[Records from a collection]
┄┄┄┄┄┄

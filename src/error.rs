// Crate Error Type
//
// One enum for the whole pipeline, grouped by how the indexer reacts:
// transient upstream failures are retried with backoff, fatal ones stop the
// worker. The API maps everything to small JSON error bodies instead.

use std::fmt;

pub type Result<T> = std::result::Result<T, Error>;

#[derive(Debug)]
pub enum Error {
    /// Invalid configuration, surfaced before any work starts.
    Config(String),
    /// Upstream RPC transport failure (connect, timeout, non-2xx).
    Rpc(reqwest::Error),
    /// Upstream returned a payload that did not decode as JSON.
    Json(serde_json::Error),
    /// Store-level failure.
    Db(sqlx::Error),
    /// Listener or server I/O failure.
    Io(std::io::Error),
    /// Live chain id differs from the one this database was built from.
    ChainIdMismatch { stored: String, live: String },
}

impl Error {
    /// Fatal errors terminate the indexer; everything else is retried on the
    /// same height. Constraint violations mean the schema invariants are
    /// broken and retrying would loop forever.
    pub fn is_fatal(&self) -> bool {
        match self {
            Error::Config(_) | Error::ChainIdMismatch { .. } => true,
            Error::Db(sqlx::Error::Database(db)) => matches!(
                db.kind(),
                sqlx::error::ErrorKind::UniqueViolation
                    | sqlx::error::ErrorKind::ForeignKeyViolation
                    | sqlx::error::ErrorKind::NotNullViolation
                    | sqlx::error::ErrorKind::CheckViolation
            ),
            _ => false,
        }
    }
}

impl fmt::Display for Error {
    fn fmt(&self, f: &mut fmt::Formatter<'_>) -> fmt::Result {
        match self {
            Error::Config(msg) => write!(f, "configuration error: {}", msg),
            Error::Rpc(e) => write!(f, "rpc request failed: {}", e),
            Error::Json(e) => write!(f, "invalid json payload: {}", e),
            Error::Db(e) => write!(f, "database error: {}", e),
            Error::Io(e) => write!(f, "i/o error: {}", e),
            Error::ChainIdMismatch { stored, live } => write!(
                f,
                "chain id mismatch: database was indexed from {:?} but rpc reports {:?}",
                stored, live
            ),
        }
    }
}

impl std::error::Error for Error {
    fn source(&self) -> Option<&(dyn std::error::Error + 'static)> {
        match self {
            Error::Rpc(e) => Some(e),
            Error::Json(e) => Some(e),
            Error::Db(e) => Some(e),
            Error::Io(e) => Some(e),
            _ => None,
        }
    }
}

impl From<reqwest::Error> for Error {
    fn from(e: reqwest::Error) -> Self {
        Error::Rpc(e)
    }
}

impl From<serde_json::Error> for Error {
    fn from(e: serde_json::Error) -> Self {
        Error::Json(e)
    }
}

impl From<sqlx::Error> for Error {
    fn from(e: sqlx::Error) -> Self {
        Error::Db(e)
    }
}

impl From<std::io::Error> for Error {
    fn from(e: std::io::Error) -> Self {
        Error::Io(e)
    }
}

┄┄┄┄┄┄

**DESCRIPTION OF THE TASK**
Could you please copy the lines above exactly, beginning at the first and ending at the line that contains "was built from."?

**RESULT**
filename src/error.rs
// Crate Error Type
//
// One enum for the whole pipeline, grouped by how the indexer reacts:
// transient upstream failures are retried with backoff, fatal ones stop the
// worker. The API maps everything to small JSON error bodies instead.

use std::fmt;

pub type Result<T> = std::result::Result<T, Error>;

#[derive(Debug)]
pub enum Error {
    /// Invalid configuration, surfaced before any work starts.
    Config(String),
    /// Upstream RPC transport failure (connect, timeout, non-2xx).
    Rpc(reqwest::Error),
    /// Upstream returned a payload that did not decode as JSON.
    Json(serde_json::Error),
    /// Store-level failure.
    Db(sqlx::Error),
    /// Listener or server I/O failure.
    Io(std::io::Error),
    /// Live chain id differs from the one this database was built from.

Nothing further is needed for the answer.